Толстой надулся. Для него было оскорбительно, что кто-то из подчиненных имеет миссию, секретную для главы посольства. Но Петр Александрович недаром слыл человеком добрым и простым. Он крякнул, хлопнул Шурку по колену и уставился в окно, вновь переживая прощание с кастеляншей.
Глава 3. Маленькие радости
«Желанием честей размучен, Вперед я слышу славы шум».
Какая честь тащиться после поражения в Париж? Какая слава?
В начале похода они видели себя победителями. Не допускали и мысли о разгроме. Принимали от дам поручения к французским модисткам. Обещали привезти Бонапарта в клетке. Не как зверя. Как канарейку!
Пели: «Вспомним Матушку-царицу…» Вспомнили! Мордой в грязь.
Старички могли теперь хихикать. Им, увитым лаврами екатерининских побед, все было ясно: не корсиканец силен, молодые пошли – дрянь. Весь рассвет нового века болтали о чести, правах и личной свободе. Не почитали монарха. Тем более монархиню. Великую государыню! Перед которой в Европах дрожал каждый лист!
Ставили ей в вину амурные похождения. О, конечно, теперь каждый помешан на целомудрии жен! Как раньше, в век Вольтера, были помешаны на мудрости. Посмотрим мы на ваших жен, как француз придет! Наших, по крайности, ни турок, ни швед, ни поляк тронуть не могли. Не то, что жен наших отцов. Мы – золотое поколение!

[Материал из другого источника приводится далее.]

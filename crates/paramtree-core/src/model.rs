//! Tree state model: nodes, leaf payloads and structural operations.

use std::collections::HashMap;
use std::fmt;

use generational_arena::{Arena, Index};
use paramtree_xml::{DeclKind, InputDecl, LeafDecl, NodeDecl, Occurs, TemplateModel};
use tracing::{debug, warn};

use crate::validate::{validate_leaf, RestrictionSet, Validity, ValueType};
use crate::TreeError;

/// Stable handle to a node of a [`ParameterTree`].
///
/// Handles of removed nodes are never reused for other nodes.
#[derive(Debug, Clone, Copy, PartialEq, Eq, Hash)]
pub struct NodeId(pub(crate) Index);

impl fmt::Display for NodeId {
    fn fmt(&self, f: &mut fmt::Formatter<'_>) -> fmt::Result {
        let (index, generation) = self.0.into_raw_parts();
        write!(f, "#{index}.{generation}")
    }
}

/// How a leaf value is entered.
#[derive(Debug, Clone, PartialEq, Eq)]
pub enum LeafInput {
    /// Display-only leaf; always valid once enabled.
    None,
    Text,
    Select(Vec<String>),
    File,
}

impl From<&InputDecl> for LeafInput {
    fn from(decl: &InputDecl) -> Self {
        match decl {
            InputDecl::None => LeafInput::None,
            InputDecl::Text => LeafInput::Text,
            InputDecl::Select(options) => LeafInput::Select(options.clone()),
            InputDecl::File => LeafInput::File,
        }
    }
}

/// File attached to a file leaf.
#[derive(Debug, Clone, Default, PartialEq, Eq)]
pub struct FileValue {
    /// File name as entered, possibly including a client-side path.
    pub name: String,
    /// Text contents when they were read.
    pub contents: Option<String>,
}

impl FileValue {
    pub fn new<S: Into<String>>(name: S) -> Self {
        Self {
            name: name.into(),
            contents: None,
        }
    }

    pub fn with_contents<S: Into<String>>(mut self, contents: S) -> Self {
        self.contents = Some(contents.into());
        self
    }

    /// File name with any directory prefix removed.
    pub fn base_name(&self) -> &str {
        self.name
            .rsplit(['/', '\\'])
            .next()
            .unwrap_or(self.name.as_str())
    }
}

/// Payload of a leaf node.
#[derive(Debug, Clone)]
pub struct LeafData {
    pub value_type: ValueType,
    pub input: LeafInput,
    pub restrictions: Option<RestrictionSet>,
    has_unit: bool,
    value: String,
    unit: String,
    file: Option<FileValue>,
    verdict: Validity,
}
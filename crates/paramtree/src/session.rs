//! Editing session: which template and tree are current, and whether they
//! were edited since the last save.

use paramtree_core::{
    load_profile_str, profile_xml, LoadSummary, ParameterTree, SerializeOptions, TreeError,
    TreeOptions, ValidityEvent,
};
use paramtree_xml::{TemplateModel, XmlError};
use tracing::{debug, info};

use crate::store::{ProfileStore, TemplateSource};
use crate::SessionError;

/// Generation token handed out before an asynchronous fetch.
///
/// Completions carrying a ticket from an older generation are rejected.
#[derive(Debug, Clone, Copy, PartialEq, Eq)]
pub struct Ticket {
    generation: u64,
}

impl Ticket {
    pub fn generation(&self) -> u64 {
        self.generation
    }
}

/// Explicit context for one user editing one tree at a time.
#[derive(Debug, Default)]
pub struct Session {
    generation: u64,
    pending: Option<String>,
    template: Option<TemplateModel>,
    tree: Option<ParameterTree>,
    profile: Option<String>,
    edited: bool,
    options: TreeOptions,
}

impl Session {
    pub fn new() -> Self {
        Self::default()
    }

    pub fn with_options(options: TreeOptions) -> Self {
        Self {
            options,
            ..Self::default()
        }
    }

    /// Identifier of the installed template.
    pub fn template_id(&self) -> Option<&str> {
        self.template.as_ref().map(|template| template.id.as_str())
    }

    pub fn template(&self) -> Option<&TemplateModel> {
        self.template.as_ref()
    }

    pub fn tree(&self) -> Option<&ParameterTree> {
        self.tree.as_ref()
    }

    /// Name of the profile being edited, if one was loaded or saved.
    pub fn profile_name(&self) -> Option<&str> {
        self.profile.as_deref()
    }

    /// The tree changed since it was built, loaded or saved.
    pub fn is_edited(&self) -> bool {
        self.edited
    }

    /// The current tree is complete and may be submitted.
    pub fn ready(&self) -> bool {
        self.tree.as_ref().map_or(false, ParameterTree::is_complete)
    }

    /// Token for completions that belong to the current state.
    pub fn ticket(&self) -> Ticket {
        Ticket {
            generation: self.generation,
        }
    }

    /// Start switching to template `id`; earlier tickets become stale.
    pub fn begin_template(&mut self, id: &str) -> Ticket {
        self.generation += 1;
        self.pending = Some(id.to_string());
        debug!(template = id, generation = self.generation, "template requested");
        self.ticket()
    }

    /// Install a fetched template description if `ticket` is still current.
    pub fn install_template(&mut self, ticket: Ticket, xml: &str) -> Result<(), SessionError> {
        self.check(ticket)?;
        let mut model = paramtree_xml::parse(xml)?;
        if let Some(requested) = self.pending.take() {
            if model.id.is_empty() {
                model.id = requested;
            } else if model.id != requested {
                return Err(XmlError::Invalid(format!(
                    "requested template '{requested}' but received '{}'",
                    model.id
                ))
                .into());
            }
        }
        info!(template = %model.id, name = %model.name, "template installed");
        self.replace_tree(ParameterTree::from_template(&model, &self.options))?;
        self.template = Some(model);
        self.profile = None;
        self.edited = false;
        Ok(())
    }

    /// Fetch template `id` from `source` and make it current.
    pub async fn open_template<S>(&mut self, source: &S, id: &str) -> Result<(), SessionError>
    where
        S: TemplateSource + ?Sized,
    {
        let ticket = self.begin_template(id);
        let xml = source.fetch(id).await?;
        self.install_template(ticket, &xml)
    }

    /// Run a mutation against the current tree.
    ///
    /// The session is marked edited only when the mutation succeeds.
    pub fn edit<R, F>(&mut self, f: F) -> Result<R, SessionError>
    where
        F: FnOnce(&mut ParameterTree) -> Result<R, TreeError>,
    {
        let tree = self.tree.as_mut().ok_or(SessionError::NoTemplate)?;
        let value = f(tree)?;
        self.edited = true;
        Ok(value)
    }

    /// Watch the validity of the root node.
    ///
    /// The observer follows the session across template switches, profile
    /// loads and clears, and is told the root state of every new tree.
    pub fn observe_root<F>(&mut self, observer: F) -> Result<(), SessionError>
    where
        F: FnMut(&ValidityEvent) + Send + 'static,
    {
        let tree = self.tree.as_mut().ok_or(SessionError::NoTemplate)?;
        tree.observe(tree.root(), observer)?;
        Ok(())
    }

    /// Serialize the current tree.
    pub fn profile_xml(&self, options: &SerializeOptions) -> Result<String, SessionError> {
        let tree = self.tree.as_ref().ok_or(SessionError::NoTemplate)?;
        Ok(profile_xml(tree, options)?)
    }

    /// Rebuild the tree from the installed template, dropping all values.
    pub fn clear_profile(&mut self) -> Result<(), SessionError> {
        let template = self.template.as_ref().ok_or(SessionError::NoTemplate)?;
        debug!(template = %template.id, "profile cleared");
        let tree = ParameterTree::from_template(template, &self.options);
        self.replace_tree(tree)?;
        self.profile = None;
        self.edited = false;
        Ok(())
    }

    /// Replace the tree contents with a profile document if `ticket` is still current.
    pub fn apply_profile(
        &mut self,
        ticket: Ticket,
        name: &str,
        xml: &str,
    ) -> Result<LoadSummary, SessionError> {
        self.check(ticket)?;
        let template = self.template.as_ref().ok_or(SessionError::NoTemplate)?;
        let mut tree = ParameterTree::from_template(template, &self.options);
        let summary = load_profile_str(xml, &mut tree)?;
        info!(
            profile = name,
            matched = summary.matched,
            skipped = summary.skipped,
            "profile loaded"
        );
        self.replace_tree(tree)?;
        self.profile = Some(name.to_string());
        self.edited = false;
        Ok(summary)
    }

    /// Load profile `name` of the current template from `store`.
    pub async fn load_profile<S>(&mut self, store: &S, name: &str) -> Result<LoadSummary, SessionError>
    where
        S: ProfileStore + ?Sized,
    {
        let template = self.require_template_id()?;
        let ticket = self.ticket();
        let xml = store.load(&template, name).await?;
        self.apply_profile(ticket, name, &xml)
    }

    /// Save the current tree as `name`.
    ///
    /// Overwriting is only allowed for the profile currently being edited.
    pub async fn save_profile<S>(&mut self, store: &S, name: &str) -> Result<(), SessionError>
    where
        S: ProfileStore + ?Sized,
    {
        let template = self.require_template_id()?;
        let xml = self.profile_xml(&SerializeOptions::default())?;
        let overwrite = self.profile.as_deref() == Some(name);
        store.save(&template, name, xml, overwrite).await?;
        info!(template = %template, profile = name, overwrite, "profile saved");
        self.profile = Some(name.to_string());
        self.edited = false;
        Ok(())
    }

    pub async fn delete_profile<S>(&mut self, store: &S, name: &str) -> Result<(), SessionError>
    where
        S: ProfileStore + ?Sized,
    {
        let template = self.require_template_id()?;
        store.delete(&template, name).await?;
        if self.profile.as_deref() == Some(name) {
            self.profile = None;
        }
        Ok(())
    }

    pub async fn list_profiles<S>(&self, store: &S) -> Result<Vec<String>, SessionError>
    where
        S: ProfileStore + ?Sized,
    {
        let template = self.require_template_id()?;
        store.list(&template).await
    }

    /// Install `tree`, moving the root observers over from the previous tree
    /// and reporting the new root validity to them.
    fn replace_tree(&mut self, mut tree: ParameterTree) -> Result<(), TreeError> {
        let observers = match self.tree.as_mut() {
            Some(old) => old.take_observers(old.root()),
            None => Vec::new(),
        };
        let root = tree.root();
        let carried = !observers.is_empty();
        for observer in observers {
            tree.observe(root, observer)?;
        }
        if carried {
            tree.recompute_validity(root)?;
        }
        self.tree = Some(tree);
        Ok(())
    }

    fn require_template_id(&self) -> Result<String, SessionError> {
        self.template_id()
            .map(str::to_string)
            .ok_or(SessionError::NoTemplate)
    }

    fn check(&self, ticket: Ticket) -> Result<(), SessionError> {
        if ticket.generation != self.generation {
            debug!(
                ticket = ticket.generation,
                current = self.generation,
                "dropping stale completion"
            );
            return Err(SessionError::Stale {
                ticket: ticket.generation,
                current: self.generation,
            });
        }
        Ok(())
    }
}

Так говорили они, качая уже не напудренными, а седыми головами и вспоминая, как гордо эти самые подагрические ноги попирали камни бастионов Ени-Кале и Кинбурна. Как легла под копыта коней Варшава. Как трусил ввязаться в драку северный сосед, а когда отважился – полетели клочки по закоулочкам.
Было время! Теперь не то. Все из-за сопляков, засранцев, молокососов! Не умеешь, не воюй. Где-то теперь наши шпаги?
Приходилось терпеть и отмалчиваться. Но злость продолжала кипеть и на чужих, и на своих. Зачем они так сильны? Зачем мы так самодовольны?
Посольство ехало уже по землям герцогства Варшавского и досыта нахлебалось польских дерзостей. Лошадей на станциях, и тех пытались не дать – в разгонах! Перед вами что фельдъегерь?
Двух смотрителей Толстой приказал высечь. Одного, особо наглого, повесить. А конную тягу стали забирать еще до станций, в ближайших деревнях. Просто окружали табун, мирно щипавший траву в ночном, и уводили к себе. Утром выбирали каурок покрепче, остальных отпускали на радость хозяевам. И вся недолга.
Кто придумал? Александр Христофорович не считал нужным церемониться с теми, кто доброго обращения не понимает.